Fransızların desteği ile Antakya’da Arap Hükümeti kuruldu. Tayfur Bey buna karşı tepki gösteren ve mücadeleye katılan ilk Türk ileri gelenleri arasında yerini aldı. Bundan dolayı bölgedeki Arap ve Fransız hâkimiyetinin baskısına uğradı ve Adana’ya gitmek zorunda kaldı.
Adana’dayken son Osmanlı Mebusan Meclisi’nin 28 Ocak 1920’de yaptığı gizli oturumda Misâk-ı Milli’yi kabul etmesi üzerine Ankara’da bulunan Müdafaa-i Hukuk Cemiyetleri Genel Başkanı Mustafa Kemal Paşa’ya Antakya, İskenderun ve havalisinin Misak-ı Milliye dahil olup olmadığını soran bir telgraf çekti. Mustafa Kemal Paşa, Tayfur Bey’e Miralay Recep Bey vasıtasıyla bölgenin Misak-ı Milliye dahil olduğunu bildirdi. Bunun üzerine Adana’da Antakya – İskenderun ve havalisi Müdafaa-i Hukuk Cemiyeti’ni kurarak çevredeki insanları örgütlemeye başladı.

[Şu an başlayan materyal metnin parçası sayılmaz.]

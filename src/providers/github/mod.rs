mod client;
mod provider;
mod types;


pub use provider::{GitHubProvider, GitHubStrategy};
use indexmap::IndexMap;
use log::{debug, info};
use prometheus::{Encoder, GaugeVec, Opts, Registry, TextEncoder};
use reqwest::header::CONTENT_TYPE;
use reqwest::Client;

use crate::error::{FlakeLensError, Result};

use super::observations::Observation;

/// Prometheus Pushgateway sink.
pub struct PushGateway {
    client: Client,
    endpoint: String,
    job: String,
}

impl PushGateway {
    /// Creates a sink for `endpoint`, assuming plain HTTP when no scheme is
    /// given.
    ///
    /// # Errors
    ///
    /// Returns an error if the HTTP client cannot be built.
    pub fn new(endpoint: &str, job: &str) -> Result<Self> {
        let endpoint = endpoint.trim_end_matches('/');
        let endpoint = if endpoint.starts_with("http://") || endpoint.starts_with("https://") {
            endpoint.to_string()
        } else {
            format!("http://{endpoint}")
        };

        Ok(Self {
            client: Client::builder().build()?,
            endpoint,
            job: job.to_string(),
        })
    }

    pub fn push_url(&self) -> String {
        format!(
            "{}/metrics/job/{}",
            self.endpoint,
            urlencoding::encode(&self.job)
        )
    }

    /// Replaces the job's metric group on the gateway with `observations`.
    ///
    /// # Errors
    ///
    /// Returns an error if encoding fails, the gateway is unreachable, or it
    /// answers with a non-success status.
    pub async fn push(&self, observations: &[Observation]) -> Result<()> {
        let body = encode(observations)?;
        let url = self.push_url();
        debug!("Pushing {} observation(s) to {url}", observations.len());

        let response = self
            .client
            .put(&url)
            .header(CONTENT_TYPE, TextEncoder::new().format_type())
            .body(body)
            .send()
            .await?;

        let status = response.status();
        if !status.is_success() {
            let message = response.text().await.unwrap_or_default();
            return Err(FlakeLensError::ApiError {
                status: status.as_u16(),
                message,
            });
        }

        info!(
            "Pushed {} observation(s) to Pushgateway job {}",
            observations.len(),
            self.job
        );
        Ok(())
    }
}

/// Registers the observations as gauges and renders the text exposition.
///
/// # Errors
///
/// Returns an error if a metric name or label set is invalid.
pub fn encode(observations: &[Observation]) -> Result<String> {
    let registry = Registry::new();
    let mut gauges: IndexMap<&str, GaugeVec> = IndexMap::new();

    for observation in observations {
        let gauge = match gauges.get(observation.name.as_str()) {
            Some(gauge) => gauge.clone(),
            None => {
                let label_names: Vec<&str> = observation
                    .labels
                    .iter()
                    .map(|(name, _)| name.as_str())
                    .collect();
                let gauge = GaugeVec::new(
                    Opts::new(observation.name.as_str(), observation.help.as_str()),
                    &label_names,
                )?;
                registry.register(Box::new(gauge.clone()))?;
                gauges.insert(observation.name.as_str(), gauge.clone());
                gauge
            }
        };

        let label_values: Vec<&str> = observation
            .labels
            .iter()
            .map(|(_, value)| value.as_str())
            .collect();
        gauge
            .get_metric_with_label_values(&label_values)?
            .set(observation.value);
    }

    let mut buffer = String::new();
    TextEncoder::new().encode_utf8(&registry.gather(), &mut buffer)?;
    Ok(buffer)
}
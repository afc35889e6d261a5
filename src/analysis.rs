use chrono::{DateTime, Duration, Utc};
use indexmap::IndexMap;
use log::{error, info};

use crate::aggregate::aggregate;
use crate::insights::{BatchResult, DateRange, GroupResult};
use crate::output::GroupProgress;
use crate::providers::FlakinessProvider;

/// Scrapes every group over the trailing `days_back` window and rolls the
/// records up into one batch.
///
/// Groups are processed strictly one after another. A group whose change
/// listing fails is logged and left out of the batch; the remaining groups
/// still run.
pub async fn collect_batch<P: FlakinessProvider>(
    provider: &P,
    groups: &[String],
    days_back: u32,
    now: DateTime<Utc>,
) -> BatchResult {
    let since = now - Duration::days(i64::from(days_back));
    let platform = provider.platform();

    info!(
        "Collecting {platform} flakiness for {} group(s) since {since}",
        groups.len()
    );
    GroupProgress::heading(groups.len());

    let mut results = IndexMap::new();
    for (index, group) in groups.iter().enumerate() {
        let progress = GroupProgress::start(index + 1, groups.len(), group);

        match provider.analyze_group(group, since).await {
            Ok(records) => {
                progress.finish(records.len());
                let summary = aggregate(&records);
                results.insert(group.clone(), GroupResult { records, summary });
            }
            Err(e) => {
                progress.fail();
                error!("Failed to analyze {group}: {e}");
            }
        }
    }

    let overall_summary = aggregate(results.values().flat_map(|group| &group.records));

    BatchResult {
        platform,
        analysis_date: now,
        days_analyzed: days_back,
        date_range: DateRange {
            from: since,
            to: now,
        },
        groups: results,
        overall_summary,
    }
}
use log::{debug, warn};
use reqwest::{Client, StatusCode};
use serde::de::DeserializeOwned;
use std::sync::Mutex;
use std::time::Duration;
use url::Url;

use crate::auth::Token;
use crate::error::{FlakeLensError, Result};

/// Bounded retry policy for rate-limited requests.
///
/// The schedule is a fixed delay between attempts; `max_attempts` counts the
/// first request, so the default of two means one retry.
#[derive(Debug, Clone, PartialEq, Eq)]
pub struct RetryPolicy {
    pub max_attempts: u32,
    pub delay: Duration,
}

impl RetryPolicy {
    pub fn new(max_attempts: u32, delay: Duration) -> Self {
        Self {
            max_attempts: max_attempts.max(1),
            delay,
        }
    }

    /// Delay before the given retry, or `None` once attempts are exhausted.
    pub fn delay_before(&self, attempt: u32) -> Option<Duration> {
        (attempt < self.max_attempts).then_some(self.delay)
    }
}

impl Default for RetryPolicy {
    fn default() -> Self {
        Self::new(2, Duration::from_secs(60))
    }
}

/// Cooperative pause applied between changes when quota runs low.
#[derive(Debug, Clone, PartialEq, Eq)]
pub struct RateLimitPause {
    pub threshold: u64,
    pub pause: Duration,
}

impl Default for RateLimitPause {
    fn default() -> Self {
        Self {
            threshold: 10,
            pause: Duration::from_secs(10),
        }
    }
}

/// How the token is presented to the platform.
#[derive(Debug, Clone, Copy, PartialEq, Eq)]
pub enum AuthScheme {
    /// `Authorization: Bearer <token>` (GitHub)
    Bearer,
    /// `PRIVATE-TOKEN: <token>` (GitLab)
    PrivateToken,
}

/// Everything needed to build a [`RestClient`].
#[derive(Debug, Clone)]
pub struct TransportOptions {
    pub token: Option<Token>,
    pub auth: AuthScheme,
    pub rate_limit_header: &'static str,
    pub retry: RetryPolicy,
    pub accept_invalid_certs: bool,
}

/// JSON-over-HTTP client shared by the platform providers.
///
/// Tracks the remaining request quota reported by the last response.
pub struct RestClient {
    client: Client,
    options: TransportOptions,
    remaining: Mutex<Option<u64>>,
}

impl RestClient {
    pub fn new(options: TransportOptions) -> Result<Self> {
        let client = Client::builder()
            .user_agent(concat!("flakelens/", env!("CARGO_PKG_VERSION")))
            .danger_accept_invalid_certs(options.accept_invalid_certs)
            .build()
            .map_err(|e| FlakeLensError::Config(format!("Failed to create HTTP client: {e}")))?;

        Ok(Self {
            client,
            options,
            remaining: Mutex::new(None),
        })
    }

    fn auth_request(&self, request: reqwest::RequestBuilder) -> reqwest::RequestBuilder {
        match (&self.options.token, self.options.auth) {
            (Some(token), AuthScheme::Bearer) => request.bearer_auth(token.as_str()),
            (Some(token), AuthScheme::PrivateToken) => {
                request.header("PRIVATE-TOKEN", token.as_str())
            }
            (None, _) => request,
        }
    }

    /// Remaining request quota from the most recent response, if reported.
    pub fn rate_limit_remaining(&self) -> Option<u64> {
        self.remaining.lock().map(|guard| *guard).unwrap_or(None)
    }

    /// Sleeps for the configured pause when the quota is nearly exhausted.
    pub async fn pause_if_near_limit(&self, policy: &RateLimitPause) {
        if let Some(remaining) = self.rate_limit_remaining() {
            if remaining < policy.threshold {
                warn!(
                    "Rate limit low ({remaining} requests left), waiting {}s...",
                    policy.pause.as_secs()
                );
                tokio::time::sleep(policy.pause).await;
            }
        }
    }

    fn record_remaining(&self, response: &reqwest::Response) {
        let remaining = response
            .headers()
            .get(self.options.rate_limit_header)
            .and_then(|value| value.to_str().ok())
            .and_then(|value| value.parse::<u64>().ok());

        if let Ok(mut guard) = self.remaining.lock() {
            *guard = remaining;
        }
    }

    /// GETs a JSON document, retrying only on rate-limit responses.
    ///
    /// Transport failures and other HTTP errors are returned to the caller of
    /// this specific fetch.
    pub async fn get_json<T>(&self, url: &Url) -> Result<T>
    where
        T: DeserializeOwned,
    {
        let mut attempt = 1;
        loop {
            debug!("GET {url} (attempt {attempt})");

            let response = self
                .auth_request(self.client.get(url.clone()))
                .header(reqwest::header::ACCEPT, "application/json")
                .send()
                .await?;

            self.record_remaining(&response);
            let status = response.status();

            if status.is_success() {
                return Ok(response.json().await?);
            }

            let message = response
                .text()
                .await
                .unwrap_or_else(|_| "Unable to read error response".to_string());

            if !is_rate_limited(status, &message) {
                return Err(FlakeLensError::ApiError {
                    status: status.as_u16(),
                    message,
                });
            }

            let Some(delay) = self.options.retry.delay_before(attempt) else {
                return Err(FlakeLensError::ApiErrorAfterRetries {
                    status: status.as_u16(),
                    attempts: attempt,
                });
            };

            warn!(
                "Rate limit exceeded (status {status}). Waiting {}s before retry {}/{}...",
                delay.as_secs(),
                attempt + 1,
                self.options.retry.max_attempts
            );
            tokio::time::sleep(delay).await;
            attempt += 1;
        }
    }
}

fn is_rate_limited(status: StatusCode, body: &str) -> bool {
    status == StatusCode::TOO_MANY_REQUESTS
        || (status == StatusCode::FORBIDDEN && body.to_lowercase().contains("rate limit"))
}

/// Parses a configured base URL and joins the API prefix onto it.
///
/// The result always ends in `/` so relative joins append instead of
/// replacing the last path segment.
pub fn api_base(base_url: &str, prefix: &str) -> Result<Url> {
    let mut base = Url::parse(base_url)
        .map_err(|e| FlakeLensError::Config(format!("Invalid base URL: {e}")))?;

    if !base.path().ends_with('/') {
        let path = format!("{}/", base.path());
        base.set_path(&path);
    }

    let mut api = base
        .join(prefix)
        .map_err(|e| FlakeLensError::Config(format!("Invalid API base URL: {e}")))?;

    if !api.path().ends_with('/') {
        let path = format!("{}/", api.path());
        api.set_path(&path);
    }

    Ok(api)
}

/// Joins a relative path onto an API base URL.
pub fn endpoint(api: &Url, path: &str) -> Result<Url> {
    api.join(path)
        .map_err(|e| FlakeLensError::Config(format!("Invalid endpoint URL '{path}': {e}")))
}
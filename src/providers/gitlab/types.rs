use serde::Deserialize;

/// A merged GitLab merge request.
#[derive(Debug, Clone, Deserialize)]
pub struct GitLabMergeRequest {
    /// Project-scoped internal id (the `!123` number)
    pub iid: u64,
    pub title: String,
    pub merged_at: Option<String>,
    pub author: GitLabUser,
    pub web_url: Option<String>,
}

#[derive(Debug, Clone, Deserialize)]
pub struct GitLabUser {
    pub username: String,
}

/// A commit belonging to a merge request.
#[derive(Debug, Clone, Deserialize)]
pub struct GitLabCommit {
    /// Full commit SHA
    pub id: String,
}

/// A pipeline run for a commit.
///
/// Each rerun of the merge-request automation creates a new pipeline for the
/// same SHA, which is what the rerun-instance strategy counts.
#[derive(Debug, Clone, Deserialize)]
pub struct GitLabPipeline {
    #[serde(rename = "ref", default)]
    pub ref_: Option<String>,
    #[serde(default)]
    pub source: Option<String>,
}
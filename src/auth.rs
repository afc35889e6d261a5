use std::fmt;

/// Personal access token for a source platform.
///
/// Tokens copied out of web consoles sometimes carry a byte-order mark or
/// trailing newline; both are stripped on construction.
#[derive(Clone, PartialEq, Eq)]
pub struct Token(String);

impl Token {
    pub fn as_str(&self) -> &str {
        &self.0
    }
}

impl From<&str> for Token {
    fn from(raw: &str) -> Self {
        Self(raw.trim().trim_start_matches('\u{feff}').trim().to_string())
    }
}

// Never print secrets in debug logs.
impl fmt::Debug for Token {
    fn fmt(&self, f: &mut fmt::Formatter<'_>) -> fmt::Result {
        f.write_str("Token(***)")
    }
}
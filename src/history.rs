use std::fs;
use std::path::Path;

use chrono::{DateTime, Duration, Utc};
use indexmap::IndexMap;
use log::{debug, info, warn};
use serde::{Deserialize, Serialize};

use crate::aggregate::aggregate;
use crate::error::{FlakeLensError, Result};
use crate::insights::{format_timestamp, BatchResult, ChangeRecord, GroupSummary, Platform};

/// Persisted rolling window of change records for one platform.
///
/// Only [`MergeEngine::merge`] mutates a store. Each group's records stay
/// sorted newest first and never contain two records with the same id.
#[derive(Debug, Clone, PartialEq, Serialize, Deserialize)]
pub struct HistoricalStore {
    pub platform: Platform,
    pub created_at: DateTime<Utc>,
    #[serde(default)]
    pub last_updated: Option<DateTime<Utc>>,
    /// Same form as `merged_at`; records older than this were dropped.
    #[serde(default)]
    pub cutoff_date: Option<String>,
    pub retention_days: u32,
    #[serde(default)]
    pub groups: IndexMap<String, Vec<ChangeRecord>>,
    #[serde(default)]
    pub summary: GroupSummary,
}

impl HistoricalStore {
    pub fn new(platform: Platform, retention_days: u32, now: DateTime<Utc>) -> Self {
        Self {
            platform,
            created_at: now,
            last_updated: None,
            cutoff_date: None,
            retention_days,
            groups: IndexMap::new(),
            summary: GroupSummary::default(),
        }
    }

    /// Loads a store from disk.
    ///
    /// A missing file yields `Ok(None)` so the first merge starts fresh.
    ///
    /// # Errors
    ///
    /// Returns an error if the file is unreadable, is not a store, or belongs
    /// to a different platform.
    pub fn load(path: &Path, platform: Platform) -> Result<Option<Self>> {
        if !path.exists() {
            info!(
                "No historical store at {}, starting fresh",
                path.display()
            );
            return Ok(None);
        }

        let content = fs::read_to_string(path)?;
        let store: Self = serde_json::from_str(&content)?;

        if store.platform != platform {
            return Err(FlakeLensError::PlatformMismatch {
                expected: platform.to_string(),
                found: store.platform.to_string(),
            });
        }

        debug!(
            "Loaded {} record(s) across {} group(s) from {}",
            store.total_records(),
            store.groups.len(),
            path.display()
        );
        Ok(Some(store))
    }

    /// Writes the store as pretty-printed JSON, replacing the file.
    pub fn save(&self, path: &Path) -> Result<()> {
        let content = serde_json::to_string_pretty(self)?;
        if let Some(parent) = path.parent().filter(|dir| !dir.as_os_str().is_empty()) {
            fs::create_dir_all(parent)?;
        }
        fs::write(path, content)?;
        info!("Saved historical store to {}", path.display());
        Ok(())
    }

    pub fn total_records(&self) -> usize {
        self.groups.values().map(Vec::len).sum()
    }
}

/// Folds incremental batches into a [`HistoricalStore`].
///
/// Records are keyed by `item_id` within their group. A record in the batch
/// replaces the stored one wholesale, whatever either `merged_at` says, so
/// batches must be fed in arrival order.
#[derive(Debug, Clone, Copy)]
pub struct MergeEngine {
    platform: Platform,
    retention_days: u32,
}

impl MergeEngine {
    pub fn new(platform: Platform, retention_days: u32) -> Self {
        Self {
            platform,
            retention_days,
        }
    }

    /// Merges `increment` into `store` as of `now`.
    ///
    /// With no increment, or one without groups, the store comes back
    /// untouched (including `last_updated`). Retention is applied only to the
    /// groups the increment names; other groups are carried over as-is.
    ///
    /// # Errors
    ///
    /// Returns an error if the increment or the store was produced for a
    /// different platform.
    pub fn merge(
        &self,
        increment: Option<&BatchResult>,
        store: Option<HistoricalStore>,
        now: DateTime<Utc>,
    ) -> Result<Option<HistoricalStore>> {
        let Some(increment) = increment.filter(|batch| !batch.groups.is_empty()) else {
            info!("Empty increment, historical store left unchanged");
            return Ok(store);
        };

        self.check_platform(increment.platform)?;

        let mut store = match store {
            Some(store) => {
                self.check_platform(store.platform)?;
                if store.retention_days != self.retention_days {
                    warn!(
                        "Store keeps its retention of {} day(s); ignoring configured {}",
                        store.retention_days, self.retention_days
                    );
                }
                store
            }
            None => HistoricalStore::new(self.platform, self.retention_days, now),
        };

        let cutoff = format_timestamp(now - Duration::days(i64::from(store.retention_days)));

        for (group_id, group) in &increment.groups {
            let slot = store.groups.entry(group_id.clone()).or_default();
            let before = slot.len();
            *slot = merge_group(std::mem::take(slot), &group.records, &cutoff);
            debug!(
                "{group_id}: {before} stored + {} incoming -> {} kept",
                group.records.len(),
                slot.len()
            );
        }

        store.last_updated = Some(now);
        store.cutoff_date = Some(cutoff);
        store.summary = aggregate(store.groups.values().flatten());

        info!(
            "Merged {} incoming record(s); store now holds {} across {} group(s)",
            increment.total_records(),
            store.total_records(),
            store.groups.len()
        );
        Ok(Some(store))
    }

    fn check_platform(&self, found: Platform) -> Result<()> {
        if found == self.platform {
            Ok(())
        } else {
            Err(FlakeLensError::PlatformMismatch {
                expected: self.platform.to_string(),
                found: found.to_string(),
            })
        }
    }
}

fn merge_group(
    existing: Vec<ChangeRecord>,
    incoming: &[ChangeRecord],
    cutoff: &str,
) -> Vec<ChangeRecord> {
    let mut by_id: IndexMap<u64, ChangeRecord> = existing
        .into_iter()
        .map(|record| (record.item_id, record))
        .collect();

    for record in incoming {
        by_id.insert(record.item_id, record.clone());
    }

    let mut records: Vec<ChangeRecord> = by_id
        .into_values()
        .filter(|record| record.merged_at.as_str() >= cutoff)
        .collect();

    records.sort_by(|a, b| {
        b.merged_at
            .cmp(&a.merged_at)
            .then_with(|| b.item_id.cmp(&a.item_id))
    });
    records
}

#[cfg(test)]
mod tests {
    use super::*;
    use crate::aggregate::tests::create_record;
    use crate::insights::{DateRange, GroupResult};
    use chrono::TimeZone;
    use tempfile::TempDir;

    fn now() -> DateTime<Utc> {
        Utc.with_ymd_and_hms(2024, 5, 10, 12, 0, 0).unwrap()
    }

    fn record(group: &str, item_id: u64, merged_at: &str, retests: u64) -> ChangeRecord {
        let mut record = create_record(item_id, merged_at, retests);
        record.group_id = group.to_string();
        record
    }

    fn batch(records: Vec<ChangeRecord>) -> BatchResult {
        let mut groups: IndexMap<String, GroupResult> = IndexMap::new();
        for record in records {
            groups
                .entry(record.group_id.clone())
                .or_default()
                .records
                .push(record);
        }
        for group in groups.values_mut() {
            group.summary = aggregate(&group.records);
        }
        let overall_summary = aggregate(groups.values().flat_map(|group| &group.records));

        BatchResult {
            platform: Platform::GitHub,
            analysis_date: now(),
            days_analyzed: 1,
            date_range: DateRange {
                from: now() - Duration::days(1),
                to: now(),
            },
            groups,
            overall_summary,
        }
    }

    fn engine() -> MergeEngine {
        MergeEngine::new(Platform::GitHub, 90)
    }

    fn merged(batch: &BatchResult, store: Option<HistoricalStore>) -> HistoricalStore {
        engine().merge(Some(batch), store, now()).unwrap().unwrap()
    }

    #[test]
    fn test_first_merge_creates_store() {
        let increment = batch(vec![
            record("org/app", 1, "2024-05-09T00:00:00Z", 1),
            record("org/app", 2, "2024-05-10T00:00:00Z", 0),
        ]);

        let store = merged(&increment, None);

        assert_eq!(store.created_at, now());
        assert_eq!(store.last_updated, Some(now()));
        assert_eq!(store.retention_days, 90);
        assert_eq!(store.cutoff_date.as_deref(), Some("2024-02-10T12:00:00Z"));
        assert_eq!(store.summary.total_items, 2);
        assert_eq!(store.summary.total_retests, 1);
    }

    #[test]
    fn test_merge_is_idempotent() {
        let increment = batch(vec![
            record("org/app", 1, "2024-05-09T00:00:00Z", 1),
            record("org/lib", 7, "2024-05-08T00:00:00Z", 4),
        ]);

        let once = merged(&increment, None);
        let twice = merged(&increment, Some(once.clone()));

        assert_eq!(once, twice);
    }

    #[test]
    fn test_upsert_replaces_whole_record() {
        let first = merged(&batch(vec![record("org/app", 42, "2024-05-01T00:00:00Z", 1)]), None);

        let mut replacement = record("org/app", 42, "2024-05-02T00:00:00Z", 3);
        replacement.title = "Retitled".to_string();
        let store = merged(&batch(vec![replacement]), Some(first));

        let records = &store.groups["org/app"];
        assert_eq!(records.len(), 1);
        assert_eq!(records[0].item_id, 42);
        assert_eq!(records[0].total_retests, 3);
        assert_eq!(records[0].title, "Retitled");
        assert_eq!(store.summary.total_retests, 3);
    }

    #[test]
    fn test_last_batch_wins_even_when_older() {
        let fresh = merged(&batch(vec![record("org/app", 5, "2024-05-09T00:00:00Z", 0)]), None);

        let stale = batch(vec![record("org/app", 5, "2024-05-01T00:00:00Z", 6)]);
        let store = merged(&stale, Some(fresh));

        assert_eq!(store.groups["org/app"][0].merged_at, "2024-05-01T00:00:00Z");
        assert_eq!(store.groups["org/app"][0].total_retests, 6);
    }

    #[test]
    fn test_retention_drops_records_before_cutoff() {
        let old = merged(
            &batch(vec![
                record("org/app", 1, "2024-01-01T00:00:00Z", 2),
                record("org/app", 2, "2024-02-10T12:00:00Z", 1),
            ]),
            Some(HistoricalStore::new(Platform::GitHub, 90, now())),
        );
        let store = merged(&batch(vec![record("org/app", 3, "2024-05-10T00:00:00Z", 0)]), Some(old));

        let cutoff = store.cutoff_date.clone().unwrap();
        let records = &store.groups["org/app"];
        assert!(records.iter().all(|r| r.merged_at >= cutoff));
        // A record exactly on the cutoff is kept
        let ids: Vec<u64> = records.iter().map(|r| r.item_id).collect();
        assert_eq!(ids, [3, 2]);
    }

    #[test]
    fn test_records_sorted_newest_first() {
        let store = merged(
            &batch(vec![
                record("org/app", 1, "2024-05-01T00:00:00Z", 0),
                record("org/app", 3, "2024-05-03T00:00:00Z", 0),
                record("org/app", 2, "2024-05-03T00:00:00Z", 0),
                record("org/app", 4, "2024-04-20T00:00:00Z", 0),
            ]),
            None,
        );

        let records = &store.groups["org/app"];
        assert!(records
            .windows(2)
            .all(|pair| pair[0].merged_at >= pair[1].merged_at));
        let ids: Vec<u64> = records.iter().map(|r| r.item_id).collect();
        assert_eq!(ids, [3, 2, 1, 4]);
    }

    #[test]
    fn test_empty_increment_leaves_store_unchanged() {
        let store = merged(&batch(vec![record("org/app", 1, "2024-05-09T00:00:00Z", 1)]), None);
        let later = now() + Duration::hours(6);

        let untouched = engine()
            .merge(None, Some(store.clone()), later)
            .unwrap()
            .unwrap();
        assert_eq!(untouched, store);

        let empty = batch(Vec::new());
        let untouched = engine()
            .merge(Some(&empty), Some(store.clone()), later)
            .unwrap()
            .unwrap();
        assert_eq!(untouched.last_updated, Some(now()));

        assert!(engine().merge(None, None, later).unwrap().is_none());
    }

    #[test]
    fn test_merge_does_not_touch_other_groups() {
        let store = merged(
            &batch(vec![
                record("org/app", 1, "2024-05-09T00:00:00Z", 1),
                // Already outside the window once time moves on, but only the
                // groups named by an increment are re-windowed.
                record("org/lib", 9, "2024-02-11T00:00:00Z", 2),
            ]),
            None,
        );
        let lib_before = store.groups["org/lib"].clone();
        let lib_summary_before = aggregate(&lib_before);

        let later = now() + Duration::days(5);
        let store = engine()
            .merge(
                Some(&batch(vec![record("org/app", 2, "2024-05-14T00:00:00Z", 0)])),
                Some(store),
                later,
            )
            .unwrap()
            .unwrap();

        assert_eq!(store.groups["org/lib"], lib_before);
        assert_eq!(aggregate(&store.groups["org/lib"]), lib_summary_before);
        assert_eq!(store.groups["org/app"].len(), 2);
    }

    #[test]
    fn test_existing_store_keeps_its_retention() {
        let store = HistoricalStore::new(Platform::GitHub, 30, now());
        let increment = batch(vec![
            record("org/app", 1, "2024-04-01T00:00:00Z", 0),
            record("org/app", 2, "2024-05-01T00:00:00Z", 0),
        ]);

        let store = merged(&increment, Some(store));

        assert_eq!(store.retention_days, 30);
        assert_eq!(store.cutoff_date.as_deref(), Some("2024-04-10T12:00:00Z"));
        assert_eq!(store.groups["org/app"].len(), 1);
    }

    #[test]
    fn test_platform_mismatch_is_rejected() {
        let mut increment = batch(vec![record("grp/proj", 1, "2024-05-09T00:00:00Z", 0)]);
        increment.platform = Platform::GitLab;

        let err = engine().merge(Some(&increment), None, now()).unwrap_err();

        assert!(matches!(err, FlakeLensError::PlatformMismatch { .. }));
    }

    #[test]
    fn test_save_creates_directory_then_load() {
        let dir = TempDir::new().unwrap();
        let path = dir
            .path()
            .join("history")
            .join("github_flakiness_historical.json");
        let store = merged(&batch(vec![record("org/app", 1, "2024-05-09T00:00:00Z", 1)]), None);

        store.save(&path).unwrap();
        let loaded = HistoricalStore::load(&path, Platform::GitHub).unwrap().unwrap();

        assert_eq!(loaded, store);
        let raw = fs::read_to_string(&path).unwrap();
        assert!(raw.contains("\n  \"platform\": \"github\""));
    }

    #[test]
    fn test_load_missing_file_starts_fresh() {
        let dir = TempDir::new().unwrap();
        let path = dir.path().join("missing.json");

        assert!(HistoricalStore::load(&path, Platform::GitLab).unwrap().is_none());
    }

    #[test]
    fn test_load_rejects_other_platform() {
        let dir = TempDir::new().unwrap();
        let path = dir.path().join("store.json");
        HistoricalStore::new(Platform::GitLab, 90, now())
            .save(&path)
            .unwrap();

        let err = HistoricalStore::load(&path, Platform::GitHub).unwrap_err();

        assert!(matches!(err, FlakeLensError::PlatformMismatch { .. }));
    }
}
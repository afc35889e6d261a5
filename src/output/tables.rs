use comfy_table::modifiers::UTF8_ROUND_CORNERS;
use comfy_table::presets::UTF8_FULL;
use comfy_table::{Cell, Color as TableColor, ContentArrangement, Table};

/// Table and cell creation helpers
pub fn create_table() -> Table {
    let mut table = Table::new();
    table
        .load_preset(UTF8_FULL)
        .apply_modifier(UTF8_ROUND_CORNERS)
        .set_content_arrangement(ContentArrangement::Dynamic);
    table
}

pub fn create_cyan_header(labels: &[&str]) -> Vec<Cell> {
    labels
        .iter()
        .map(|label| Cell::new(*label).fg(TableColor::Cyan))
        .collect()
}

pub fn retest_rate_color(rate: f64) -> TableColor {
    if rate >= 25.0 {
        TableColor::Red
    } else if rate >= 10.0 {
        TableColor::Yellow
    } else {
        TableColor::Green
    }
}

pub fn color_coded_retest_rate_cell(rate: f64) -> Cell {
    Cell::new(format!("{rate:.1}%")).fg(retest_rate_color(rate))
}

pub fn color_coded_retests_cell(retests: u64) -> Cell {
    let color = match retests {
        0 => TableColor::Green,
        1..=2 => TableColor::Yellow,
        _ => TableColor::Red,
    };
    Cell::new(retests).fg(color)
}
use thiserror::Error;

#[derive(Error, Debug)]
pub enum FlakeLensError {
    #[error("API request failed with status {status}: {message}")]
    ApiError { status: u16, message: String },

    #[error("API request failed with status {status} after {attempts} attempts")]
    ApiErrorAfterRetries { status: u16, attempts: u32 },

    #[error("Invalid configuration: {0}")]
    Config(String),

    #[error("Invalid timestamp '{0}': expected ISO-8601")]
    InvalidTimestamp(String),

    #[error("Historical store belongs to {found}, expected {expected}")]
    PlatformMismatch { expected: String, found: String },

    #[error("Network error: {0}")]
    Network(#[from] reqwest::Error),

    #[error("JSON serialization error: {0}")]
    Json(#[from] serde_json::Error),

    #[error("Metrics error: {0}")]
    Metrics(#[from] prometheus::Error),

    #[error("IO error: {0}")]
    Io(#[from] std::io::Error),
}

pub type Result<T> = std::result::Result<T, FlakeLensError>;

Ardından sevinçle Reyhanlı’ya dönüp, bölgenin Misak-ı Milliye dahil olduğunu ve yaptıkları silahlı mücadelenin meşru olduğunu tüm Türk köylerine yaydı ve Arap yanlılarını moral yönünden büyük bir bozguna uğrattı. Bunun üzerine Tayfur Bey’in Reyhanlı’daki çiftliği Fransızlar tarafından basılıp yağmalandı. Bu bardağı taşıran son damlaydı. Anadolu’da kurulan Türkiye Cumhuriyeti’nden aldığı silah ve cephane yardımları ile bölgede Türkmenleri donattı ve Fransızlara karşı silahlı mücadeleye başladılar. Özellikle Reyhanlı-Yeniköy mıntıkasında Fransızlarla şiddetli çarpışmalar oldu ve Fransızlar büyük kayıplar yaşadı.
Tayfur Bey 1926 yılına kadar Hatay’ın vatana yani Türkiye Cumhuriyeti’ne bağlanması için kâh dağda kâh şehirde askeri mücadelesine devam etti. Bu süreç Tayfur Bey’i çok yordu ve yıpranmış olan vücudu ağır çalışma temposuna dayanamadı, hastalandı.
Önce tedavi için İstanbul’a oradan da tedavisi için Viyana’ya gitti. Tedavisi Viyana’da iki yıl sürdü. Nu süreçte boş durmadı ve Hatay’ın Türk toprağı olduğunu ve mücadelelerinin meşruluğunu Avrupa’da anlatmaya başladı. Bu sırada Tayfur Bey’in birçok silah arkadaşı Fransızlar tarafından tutuklandı. Tayfur Bey hakkında Fransızlar tarafından gıyabi idam cezası verildi ve Adana’da bulunan Antakya – İskenderun ve havalisi Müdafaa-i Hukuk Cemiyeti kapandı. Ama bu durum Tayfur Bey’den gizlendi. Viyana’da tedavisi bittikten sonra İstanbul’a döndü. Adana’daki cemiyetin kapandığını ve arkadaşlarının tutuklandığını öğrendi. Bunun üzerine Ankara’ya geçti ve Mustafa Kemal ve İsmet İnönü ile Hatay’ın kurtuluşu ve geleceği hakkında bir dizi görüşmeler yaptı.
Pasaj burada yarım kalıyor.